- Born: 1869 Zara, Kingdom of Dalmatia, Austria-Hungary (today Zadar, Croatia)
- Died: 1939 (aged 69–70) Naples, Kingdom of Italy

= Riccardo Forster =

Riccardo Forster (1869–1939) was a Dalmatian Italian poet, journalist and critic.

==Biography ==
As a young man, Forster was an exponent of the Julian-Dalmatian irredentists, and for this reason persecuted by the Austrians. He moved to Naples with the help of Gabriele D'Annunzio and Edoardo Scarfoglio. He began to collaborate with Il Mattino as a theater critic.

He founded and directed the cultural magazine, Flegrea, from 1899 to 1901. From the beginning, he sided with fascism, and in 1925 at the behest of Benito Mussolini, became the director of the newspaper. Forster held this position until 1928.

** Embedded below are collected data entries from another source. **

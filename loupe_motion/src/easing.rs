// Copyright 2025 the Loupe Authors
// SPDX-License-Identifier: Apache-2.0 OR MIT

use core::f64::consts::PI;

#[cfg(not(feature = "std"))]
use kurbo::common::FloatFuncs as _; // for `cos`

/// Symmetric accelerate-then-decelerate curve on `[0, 1]`.
///
/// Evaluates `cos((t + 1) * PI) / 2 + 0.5`: zero slope at both ends,
/// crossing `0.5` at the midpoint. Input outside `[0, 1]` is clamped.
#[must_use]
pub fn ease_in_out(t: f64) -> f64 {
    let t = t.clamp(0.0, 1.0);
    ((t + 1.0) * PI).cos() / 2.0 + 0.5
}
// Copyright 2025 the Loupe Authors
// SPDX-License-Identifier: Apache-2.0 OR MIT

use core::fmt;

/// Scale limits for user interaction.
///
/// `min` and `max` bound the steady-state scale; `mid` is the intermediate
/// stop of the double-tap cycle. Pinches may overshoot `min` transiently and
/// are snapped back on release.
#[derive(Clone, Copy, Debug, PartialEq)]
pub struct ScaleLimits {
    min: f64,
    mid: f64,
    max: f64,
}

impl ScaleLimits {
    /// Creates scale limits.
    ///
    /// The limits must be strictly increasing: `min < mid < max`.
    #[must_use]
    pub fn new(min: f64, mid: f64, max: f64) -> Self {
        debug_assert!(
            min < mid && mid < max,
            "scale limits must be strictly increasing"
        );
        Self { min, mid, max }
    }

    /// Returns the minimum steady-state scale.
    #[must_use]
    pub fn min(&self) -> f64 {
        self.min
    }

    /// Returns the medium scale, the first double-tap zoom target.
    #[must_use]
    pub fn mid(&self) -> f64 {
        self.mid
    }

    /// Returns the maximum scale user gestures may reach.
    #[must_use]
    pub fn max(&self) -> f64 {
        self.max
    }
}

impl Default for ScaleLimits {
    /// The classic photo-viewer triple: 1.0 / 1.75 / 3.0.
    fn default() -> Self {
        Self {
            min: 1.0,
            mid: 1.75,
            max: 3.0,
        }
    }
}

/// Error returned by absolute scale requests outside the configured limits.
///
/// The transform is left untouched when this error is returned.
#[derive(Clone, Copy, Debug, PartialEq)]
pub struct ScaleOutOfRange {
    /// The rejected scale.
    pub requested: f64,
    /// Lower bound of the allowed range.
    pub min: f64,
    /// Upper bound of the allowed range.
    pub max: f64,
}

impl fmt::Display for ScaleOutOfRange {
    fn fmt(&self, f: &mut fmt::Formatter<'_>) -> fmt::Result {
        write!(
            f,
            "scale {} is outside the allowed range [{}, {}]",
            self.requested, self.min, self.max
        )
    }
}

impl core::error::Error for ScaleOutOfRange {}

#[cfg(test)]
mod tests {
    use super::ScaleLimits;

    #[test]
    fn default_limits_match_the_usual_triple() {
        let limits = ScaleLimits::default();
        assert_eq!(limits.min(), 1.0, "default min");
        assert_eq!(limits.mid(), 1.75, "default mid");
        assert_eq!(limits.max(), 3.0, "default max");
    }

    #[test]
    #[should_panic(expected = "strictly increasing")]
    #[cfg(debug_assertions)]
    fn misordered_limits_panic_in_debug() {
        let _ = ScaleLimits::new(2.0, 1.0, 3.0);
    }
}
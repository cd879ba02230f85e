// Copyright 2025 the Loupe Authors
// SPDX-License-Identifier: Apache-2.0 OR MIT

//! Loupe Transform: matrix stack, content fitting, and bounds clamping for
//! zoomable content views.
//!
//! This crate provides the headless geometric core of a photo-viewer style
//! pan/zoom surface. It focuses on:
//! - A base-plus-user matrix pair: the base matrix fits intrinsic content
//!   into the viewport under a [`FitMode`], the user matrix accumulates
//!   gesture-driven pan/zoom/rotate on top.
//! - Scale limit gating (zoom-in blocked at the maximum, zoom-out never).
//! - Edge clamping that keeps the displayed rectangle inside the viewport's
//!   travel range and reports which edges are flush in an [`EdgeState`].
//!
//! It does **not** own any widget, renderer, or gesture recognizer. Callers
//! are expected to:
//! - Feed viewport and content sizes from their layout system.
//! - Drive [`TransformStack`] mutations from recognized gestures (a
//!   higher-level crate routes gesture signals and animations).
//! - Hand [`TransformStack::effective_transform`] to their renderer.
//!
//! ## Minimal example
//!
//! ```rust
//! use kurbo::{Point, Size};
//! use loupe_transform::TransformStack;
//!
//! // A 1000x1000 viewport showing a 2000x1000 image.
//! let mut stack = TransformStack::new(Size::new(1000.0, 1000.0));
//! stack.set_content(Size::new(2000.0, 1000.0));
//! assert!((stack.scale() - 1.0).abs() < 1e-9);
//!
//! // Pinch in about the viewport center, then re-clamp.
//! stack.apply_scale(2.0, Point::new(500.0, 500.0));
//! stack.clamp();
//!
//! // The renderer consumes the composed transform.
//! let transform = stack.effective_transform();
//! ```
//!
//! ## Design notes
//!
//! - Matrices are value-type [`kurbo::Affine`]s; the effective transform is
//!   recomputed on every call, never cached across size changes.
//! - `clamp` is a correction applied after every mutation, not only at rest,
//!   and is idempotent.
//! - Absent content is a quiet no-op signal (`Option`/`bool` results), not
//!   an error.
//!
//! This crate is `no_std`.

#![no_std]

mod edges;
mod fit;
mod limits;
mod stack;

pub use edges::{EdgeState, HorizontalEdge, VerticalEdge};
pub use fit::FitMode;
pub use limits::{ScaleLimits, ScaleOutOfRange};
pub use stack::{TransformDebugInfo, TransformStack};
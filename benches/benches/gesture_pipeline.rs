// Copyright 2025 the Loupe Authors
// SPDX-License-Identifier: Apache-2.0 OR MIT

//! Benchmarks for the gesture-to-transform pipeline.

use core::time::Duration;

use criterion::{BatchSize, Criterion, black_box, criterion_group, criterion_main};
use kurbo::{Point, Rect, Size, Vec2};

use loupe::{GestureSignal, Loupe};
use loupe_motion::{FlingTask, ScrollEnvelope};
use loupe_transform::TransformStack;

const VIEWPORT: Size = Size::new(1080.0, 1920.0);
const PHOTO: Size = Size::new(4000.0, 3000.0);
const CENTER: Point = Point::new(540.0, 960.0);

/// A portrait phone screen showing a 4:3 photo zoomed to 2.5x.
fn zoomed_photo() -> Loupe {
    let mut loupe = Loupe::new(VIEWPORT);
    loupe.set_content(PHOTO);
    loupe.set_scale(2.5, CENTER, false, Duration::ZERO).unwrap();
    loupe
}

fn bench_transform(c: &mut Criterion) {
    let mut group = c.benchmark_group("transform");

    group.bench_function("translate_and_clamp", |b| {
        let mut stack = TransformStack::new(VIEWPORT);
        stack.set_content(PHOTO);
        stack.apply_scale(2.5, CENTER);
        stack.clamp();
        b.iter(|| {
            stack.apply_translate(black_box(Vec2::new(3.0, -2.0)));
            black_box(stack.clamp());
        })
    });

    group.bench_function("effective_transform", |b| {
        let mut stack = TransformStack::new(VIEWPORT);
        stack.set_content(PHOTO);
        stack.apply_scale(2.5, CENTER);
        stack.clamp();
        b.iter(|| black_box(stack.effective_transform()))
    });

    group.finish();
}

fn bench_controller(c: &mut Criterion) {
    let mut group = c.benchmark_group("controller");

    group.bench_function("drag_signal", |b| {
        let mut loupe = zoomed_photo();
        loupe.handle_signal(GestureSignal::PointerDown, Duration::ZERO);
        // Net-zero movement keeps the content mid-range across iterations.
        b.iter(|| {
            black_box(loupe.handle_signal(
                GestureSignal::Drag {
                    delta: Vec2::new(2.0, -1.0),
                },
                Duration::ZERO,
            ));
            black_box(loupe.handle_signal(
                GestureSignal::Drag {
                    delta: Vec2::new(-2.0, 1.0),
                },
                Duration::ZERO,
            ));
        })
    });

    group.bench_function("pinch_signal", |b| {
        let mut loupe = zoomed_photo();
        loupe.handle_signal(GestureSignal::PointerDown, Duration::ZERO);
        b.iter(|| {
            black_box(loupe.handle_signal(
                GestureSignal::Pinch {
                    factor: 1.01,
                    focal: CENTER,
                },
                Duration::ZERO,
            ));
            black_box(loupe.handle_signal(
                GestureSignal::Pinch {
                    factor: 1.0 / 1.01,
                    focal: CENTER,
                },
                Duration::ZERO,
            ));
        })
    });

    group.bench_function("double_tap_settle", |b| {
        b.iter_batched(
            || {
                let mut loupe = Loupe::new(VIEWPORT);
                loupe.set_content(PHOTO);
                loupe
            },
            |mut loupe| {
                loupe.handle_signal(
                    GestureSignal::DoubleTap { position: CENTER },
                    Duration::ZERO,
                );
                let mut now = Duration::ZERO;
                while loupe.tick(now) {
                    now += Duration::from_millis(16);
                }
                black_box(loupe.scale());
            },
            BatchSize::SmallInput,
        )
    });

    group.finish();
}

fn bench_fling(c: &mut Criterion) {
    let mut group = c.benchmark_group("fling");

    let rect = Rect::new(-1000.0, -500.0, 3000.0, 2500.0);
    let envelope = ScrollEnvelope::from_display_rect(rect, VIEWPORT);

    group.bench_function("single_step", |b| {
        b.iter_batched(
            || FlingTask::new(envelope, Vec2::new(-2400.0, 900.0), Duration::ZERO),
            |mut fling| black_box(fling.step(Duration::from_millis(16))),
            BatchSize::SmallInput,
        )
    });

    group.bench_function("run_to_rest", |b| {
        b.iter_batched(
            || FlingTask::new(envelope, Vec2::new(-2400.0, 900.0), Duration::ZERO),
            |mut fling| {
                let mut now = Duration::ZERO;
                while let Some(delta) = fling.step(now) {
                    black_box(delta);
                    now += Duration::from_millis(16);
                }
            },
            BatchSize::SmallInput,
        )
    });

    group.finish();
}

criterion_group!(benches, bench_transform, bench_controller, bench_fling);
criterion_main!(benches);
// Copyright 2025 the Loupe Authors
// SPDX-License-Identifier: Apache-2.0 OR MIT

use kurbo::Size;

/// How content is fitted into the viewport when it is attached or re-fitted.
///
/// The fitted content is always centered in the viewport; the mode only
/// chooses the uniform scale factor baked into the base matrix.
#[derive(Clone, Copy, Debug, PartialEq, Eq, Default)]
pub enum FitMode {
    /// Scale so the whole content is visible.
    ///
    /// One content dimension spans the viewport exactly and the other is
    /// letterboxed. Small content is scaled up.
    #[default]
    Contain,
    /// Scale so the content covers the whole viewport.
    ///
    /// The overflowing dimension is cropped by the viewport edges.
    Cover,
    /// Keep the content at its natural size, centered.
    Center,
}

impl FitMode {
    /// Returns the uniform base scale for `content` fitted into `viewport`.
    ///
    /// Degenerate (non-positive) sizes yield `1.0` so that downstream matrix
    /// math stays finite.
    #[must_use]
    pub fn scale_for(self, content: Size, viewport: Size) -> f64 {
        if content.width <= 0.0
            || content.height <= 0.0
            || viewport.width <= 0.0
            || viewport.height <= 0.0
        {
            return 1.0;
        }
        let sx = viewport.width / content.width;
        let sy = viewport.height / content.height;
        match self {
            Self::Contain => sx.min(sy),
            Self::Cover => sx.max(sy),
            Self::Center => 1.0,
        }
    }
}

#[cfg(test)]
mod tests {
    use kurbo::Size;

    use super::FitMode;

    #[test]
    fn contain_picks_the_smaller_ratio() {
        let content = Size::new(2000.0, 1000.0);
        let viewport = Size::new(1000.0, 1000.0);
        let scale = FitMode::Contain.scale_for(content, viewport);
        assert!((scale - 0.5).abs() < 1e-12, "expected 0.5, got {scale}");
    }

    #[test]
    fn contain_scales_small_content_up() {
        let content = Size::new(100.0, 50.0);
        let viewport = Size::new(1000.0, 1000.0);
        let scale = FitMode::Contain.scale_for(content, viewport);
        assert!((scale - 10.0).abs() < 1e-12, "expected 10.0, got {scale}");
    }

    #[test]
    fn cover_picks_the_larger_ratio() {
        let content = Size::new(2000.0, 1000.0);
        let viewport = Size::new(1000.0, 1000.0);
        let scale = FitMode::Cover.scale_for(content, viewport);
        assert!((scale - 1.0).abs() < 1e-12, "expected 1.0, got {scale}");
    }

    #[test]
    fn center_never_scales() {
        let content = Size::new(2000.0, 1000.0);
        let viewport = Size::new(1000.0, 1000.0);
        let scale = FitMode::Center.scale_for(content, viewport);
        assert_eq!(scale, 1.0, "center mode keeps natural size");
    }

    #[test]
    fn degenerate_sizes_fall_back_to_one() {
        let viewport = Size::new(1000.0, 1000.0);
        assert_eq!(
            FitMode::Contain.scale_for(Size::ZERO, viewport),
            1.0,
            "zero content must not divide by zero"
        );
        assert_eq!(
            FitMode::Contain.scale_for(viewport, Size::ZERO),
            1.0,
            "zero viewport must not produce a zero scale"
        );
    }
}
// Copyright 2025 the Loupe Authors
// SPDX-License-Identifier: Apache-2.0 OR MIT

use core::time::Duration;

#[cfg(not(feature = "std"))]
use kurbo::common::FloatFuncs as _; // for `exp`
use kurbo::{Rect, Size, Vec2};

/// Exponential decay rate of fling velocity, per second.
///
/// Equivalent to multiplying velocity by roughly 0.998 every millisecond,
/// the decay mainstream touch scrollers ship.
const DECAY_PER_SECOND: f64 = 2.0;

/// Residual speed below which a fling axis is considered stopped, in view
/// pixels per second.
const STOP_VELOCITY: f64 = 50.0;

/// Travel range available to a fling, in scroll coordinates.
///
/// Scroll position is the negated origin of the displayed rectangle, so it
/// grows as content moves up and to the left. An axis with no room to move
/// collapses to a single position (min = max = start).
#[derive(Clone, Copy, Debug, PartialEq)]
pub struct ScrollEnvelope {
    start: Vec2,
    min: Vec2,
    max: Vec2,
}

impl ScrollEnvelope {
    /// Derives the envelope from the displayed content rectangle and the
    /// viewport, using the same geometry as the clamper.
    ///
    /// The rect is expected to be in its clamped state; the release position
    /// then always lies inside the computed range.
    #[must_use]
    pub fn from_display_rect(rect: Rect, viewport: Size) -> Self {
        let start = Vec2::new(-rect.x0, -rect.y0);
        let (min_x, max_x) = if viewport.width < rect.width() {
            (0.0, rect.width() - viewport.width)
        } else {
            (start.x, start.x)
        };
        let (min_y, max_y) = if viewport.height < rect.height() {
            (0.0, rect.height() - viewport.height)
        } else {
            (start.y, start.y)
        };
        Self {
            start,
            min: Vec2::new(min_x, min_y),
            max: Vec2::new(max_x, max_y),
        }
    }

    /// Returns the scroll position at release.
    #[must_use]
    pub fn start(&self) -> Vec2 {
        self.start
    }

    /// Returns the per-axis minimum scroll position.
    #[must_use]
    pub fn min(&self) -> Vec2 {
        self.min
    }

    /// Returns the per-axis maximum scroll position.
    #[must_use]
    pub fn max(&self) -> Vec2 {
        self.max
    }

    /// Returns whether there is no room to move on either axis.
    #[must_use]
    pub fn is_degenerate(&self) -> bool {
        self.min.x == self.max.x && self.min.y == self.max.y
    }
}

/// Inertial scroll animation seeded by a fling release.
///
/// Position follows a closed-form exponential velocity decay from the
/// release point, clamped per axis to the envelope. [`FlingTask::step`]
/// emits the view-space translation accumulated since the previous step and
/// reports finished once every axis has either reached the bound it is
/// heading to or decayed below the stop speed. A finished or cancelled task
/// never emits again.
#[derive(Clone, Debug)]
pub struct FlingTask {
    envelope: ScrollEnvelope,
    velocity: Vec2,
    start_time: Duration,
    last: Vec2,
    finished: bool,
}

impl FlingTask {
    /// Creates a fling from the release state.
    ///
    /// `velocity` is in scroll coordinates, i.e. the negated pointer
    /// velocity. A degenerate envelope produces an already-finished task, so
    /// a fling with nowhere to go is a no-op.
    #[must_use]
    pub fn new(envelope: ScrollEnvelope, velocity: Vec2, now: Duration) -> Self {
        Self {
            velocity,
            start_time: now,
            last: envelope.start(),
            finished: envelope.is_degenerate(),
            envelope,
        }
    }

    /// Returns whether the task has converged or been cancelled.
    #[must_use]
    pub fn is_finished(&self) -> bool {
        self.finished
    }

    /// Marks the task finished; subsequent steps emit nothing.
    pub fn cancel(&mut self) {
        self.finished = true;
    }

    /// Advances to `now`, returning the view-space translation to apply to
    /// the content, or `None` once the task is finished.
    ///
    /// Timestamps earlier than the start saturate to zero elapsed time.
    pub fn step(&mut self, now: Duration) -> Option<Vec2> {
        if self.finished {
            return None;
        }
        let elapsed = now.saturating_sub(self.start_time).as_secs_f64();
        let decay = (-DECAY_PER_SECOND * elapsed).exp();
        let offset = self.velocity * ((1.0 - decay) / DECAY_PER_SECOND);
        let min = self.envelope.min();
        let max = self.envelope.max();
        let start = self.envelope.start();
        let position = Vec2::new(
            (start.x + offset.x).clamp(min.x, max.x),
            (start.y + offset.y).clamp(min.y, max.y),
        );
        let speed = self.velocity * decay;
        let x_done = axis_done(position.x, self.velocity.x, speed.x, min.x, max.x);
        let y_done = axis_done(position.y, self.velocity.y, speed.y, min.y, max.y);

        // Content moves opposite to the scroll position.
        let delta = self.last - position;
        self.last = position;
        if x_done && y_done {
            self.finished = true;
            if delta == Vec2::ZERO {
                return None;
            }
        }
        Some(delta)
    }
}

fn axis_done(position: f64, velocity: f64, speed: f64, min: f64, max: f64) -> bool {
    if min == max || speed.abs() < STOP_VELOCITY {
        return true;
    }
    (velocity > 0.0 && position >= max) || (velocity < 0.0 && position <= min)
}

#[cfg(test)]
mod tests {
    use core::time::Duration;

    use kurbo::{Rect, Size, Vec2};

    use super::{FlingTask, ScrollEnvelope};

    const VIEWPORT: Size = Size::new(1000.0, 1000.0);

    fn ms(n: u64) -> Duration {
        Duration::from_millis(n)
    }

    #[test]
    fn envelope_from_wide_content() {
        let rect = Rect::new(-500.0, 0.0, 1500.0, 1000.0);
        let envelope = ScrollEnvelope::from_display_rect(rect, VIEWPORT);
        assert_eq!(envelope.start(), Vec2::new(500.0, 0.0), "release position");
        assert_eq!(envelope.min().x, 0.0, "left travel bound");
        assert_eq!(envelope.max().x, 1000.0, "right travel bound");
        assert_eq!(
            envelope.min().y,
            envelope.max().y,
            "no vertical room collapses the axis"
        );
        assert!(!envelope.is_degenerate(), "horizontal room remains");
    }

    #[test]
    fn fitted_content_makes_a_degenerate_envelope() {
        let rect = Rect::new(0.0, 250.0, 1000.0, 750.0);
        let envelope = ScrollEnvelope::from_display_rect(rect, VIEWPORT);
        assert!(envelope.is_degenerate(), "no room on either axis");
        let mut task = FlingTask::new(envelope, Vec2::new(2000.0, -1500.0), ms(0));
        assert!(task.is_finished(), "degenerate fling is born finished");
        assert_eq!(task.step(ms(16)), None, "no motion is ever emitted");
    }

    #[test]
    fn degenerate_axis_stays_put_while_the_other_moves() {
        // Tall content, width exactly matching the viewport.
        let rect = Rect::new(0.0, -500.0, 1000.0, 1500.0);
        let envelope = ScrollEnvelope::from_display_rect(rect, VIEWPORT);
        let mut task = FlingTask::new(envelope, Vec2::new(300.0, -400.0), ms(0));
        let delta = task.step(ms(16)).expect("task is live");
        assert_eq!(delta.x, 0.0, "horizontal axis is pinned");
        assert!(delta.y > 0.0, "negative scroll velocity moves content down");
    }

    #[test]
    fn fling_runs_into_the_bound_and_finishes() {
        let rect = Rect::new(-500.0, -500.0, 1500.0, 1500.0);
        let envelope = ScrollEnvelope::from_display_rect(rect, VIEWPORT);
        // Fast enough that the asymptotic travel exceeds the room.
        let mut task = FlingTask::new(envelope, Vec2::new(3000.0, 0.0), ms(0));
        let mut total = Vec2::ZERO;
        let mut now = ms(0);
        while let Some(delta) = task.step(now) {
            total += delta;
            now += ms(16);
            assert!(now < ms(10_000), "fling must converge");
        }
        assert!(task.is_finished(), "task reports finished");
        assert!(
            (total.x + 500.0).abs() < 1e-6,
            "content travels exactly to the scroll bound, got {}",
            total.x
        );
        assert_eq!(total.y, 0.0, "zero-velocity axis never moves");
    }

    #[test]
    fn slow_fling_decays_to_rest_inside_the_envelope() {
        let rect = Rect::new(-500.0, -500.0, 1500.0, 1500.0);
        let envelope = ScrollEnvelope::from_display_rect(rect, VIEWPORT);
        let mut task = FlingTask::new(envelope, Vec2::new(200.0, 0.0), ms(0));
        let mut total = Vec2::ZERO;
        let mut now = ms(0);
        while let Some(delta) = task.step(now) {
            total += delta;
            now += ms(16);
            assert!(now < ms(10_000), "fling must converge");
        }
        // Asymptotic travel is velocity / decay rate = 100 px; the stop
        // threshold cuts it slightly short.
        assert!(
            total.x < -70.0 && total.x > -100.0,
            "decayed travel stays inside the envelope, got {}",
            total.x
        );
    }

    #[test]
    fn cancel_stops_emission() {
        let rect = Rect::new(-500.0, -500.0, 1500.0, 1500.0);
        let envelope = ScrollEnvelope::from_display_rect(rect, VIEWPORT);
        let mut task = FlingTask::new(envelope, Vec2::new(3000.0, 3000.0), ms(0));
        task.step(ms(16)).expect("task is live");
        task.cancel();
        assert_eq!(task.step(ms(32)), None, "cancelled task emits nothing");
    }

    #[test]
    fn earlier_timestamp_saturates_to_zero_elapsed() {
        let rect = Rect::new(-500.0, -500.0, 1500.0, 1500.0);
        let envelope = ScrollEnvelope::from_display_rect(rect, VIEWPORT);
        let mut task = FlingTask::new(envelope, Vec2::new(3000.0, 0.0), ms(100));
        let delta = task.step(ms(50)).expect("task is live");
        assert_eq!(delta, Vec2::ZERO, "time cannot run backwards");
    }
}
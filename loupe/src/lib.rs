// Copyright 2025 the Loupe Authors
// SPDX-License-Identifier: Apache-2.0 OR MIT

// After you edit the crate's doc comment, run this command, then check README.md for any missing links
// cargo rdme --workspace-project=loupe --heading-base-level=0

//! Loupe: a pan/zoom/fling interaction controller for zoomable content
//! views.
//!
//! This crate turns recognized pointer gestures into a clamped content
//! transform, the way photo viewers do it: pinch to zoom between
//! configurable scale stops, drag to pan within the content's travel range,
//! fling into an inertial scroll, double-tap to cycle the zoom, and snap
//! transient overshoot back on release. It is headless and host-driven:
//! - The host's gesture recognizer delivers [`GestureSignal`]s.
//! - The host's frame loop calls [`Loupe::tick`] with monotonic timestamps
//!   while an animation reports itself live.
//! - The host's renderer draws the content under
//!   [`Loupe::effective_transform`].
//! - The host's gesture arena applies the returned [`InterceptDirective`]s,
//!   which is what lets a photo inside a pager both pan and page.
//!
//! The geometry lives in [`loupe_transform`] and the animation models in
//! [`loupe_motion`]; this crate owns the routing policy between them.
//!
//! ## Minimal example
//!
//! ```rust
//! use core::time::Duration;
//! use kurbo::{Point, Size};
//! use loupe::{GestureSignal, Loupe};
//!
//! let mut loupe = Loupe::new(Size::new(1000.0, 1000.0));
//! loupe.set_content(Size::new(2000.0, 1000.0));
//!
//! // A double-tap zooms toward the medium scale stop.
//! loupe.handle_signal(
//!     GestureSignal::DoubleTap {
//!         position: Point::new(500.0, 500.0),
//!     },
//!     Duration::ZERO,
//! );
//! let mut now = Duration::ZERO;
//! while loupe.tick(now) {
//!     now += Duration::from_millis(16);
//! }
//! assert!((loupe.scale() - 1.75).abs() < 1e-6);
//!
//! // The renderer consumes the composed transform.
//! let transform = loupe.effective_transform();
//! ```
//!
//! ## Design notes
//!
//! - Gesture recognition stays in the host; Loupe consumes its output, so
//!   platform conventions for slop, tap timing, and velocity tracking apply
//!   unchanged.
//! - Every mutation re-clamps, so viewport changes, envelope drift during a
//!   fling, and animated zooms can never leave the content stranded outside
//!   its travel range.
//! - Animations are plain tasks stepped by [`Loupe::tick`]; there is no
//!   internal scheduler, and a cancelled or superseded task stops emitting
//!   immediately.
//!
//! This crate is `no_std` and uses `alloc`.

#![no_std]

extern crate alloc;

mod controller;
mod session;
mod signal;

pub use controller::Loupe;
pub use signal::{GestureSignal, InterceptDirective, SignalResponse, TapEvent};

// Re-exported so hosts can configure a `Loupe` without naming the geometry
// crate directly.
pub use loupe_transform::{
    EdgeState, FitMode, HorizontalEdge, ScaleLimits, ScaleOutOfRange, TransformDebugInfo,
    VerticalEdge,
};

In 1905 he published a book of poems: La fiorita, consisting of sonnets with a neo-romantic and late-scapigliato style. He also wrote a one-act drama, Revelations, and short novellas inspired by D'Annunzio that were published in the magazines of the day.

==Sources==
- Francesco Bruno, Dentro Napoli, Alfredo Guida Editori, Napoli, 2004 ISBN 88-7188-807-3
- Matteo D'Ambrosio, Nuove verità crudeli: origini e primi sviluppi del futurismo a Napoli, Alfredo Guida Editori, Napoli, 1990
- Necrol. La morte di R. F. In silenzio (articoli di L.A. Procida e A. Vesce), in Il Mattino, 20 dic. 1938;
- I. Tacconi, R. F., in Riv. dalmatica, XIX (1938), 4, p. 54; T. Rovito, Diz. dei letterati e giornalisti ital. contemporanei, Napoli 1907, p. 104;
- F. Barbagallo, Il Mattino degli Scarfoglio, Milano 1979, pp. 70, 115, 208, 210;
- G. Infusino, La storia del Mattino, Napoli 1982, pp. 113, 167, 179, 291;
- E. Giammattei, D'Annunzio giornalista a Napoli. I segni del contesto, in D'Annunzio giornalista. Atti del V Convegno internazionale di studi dannunziani, Pescara 1983, pp. 37–39;
- R. Gisotti, La nascita della terza pagina. Letterati e giornalismo 1860–1914, Lecce 1986, p. 53.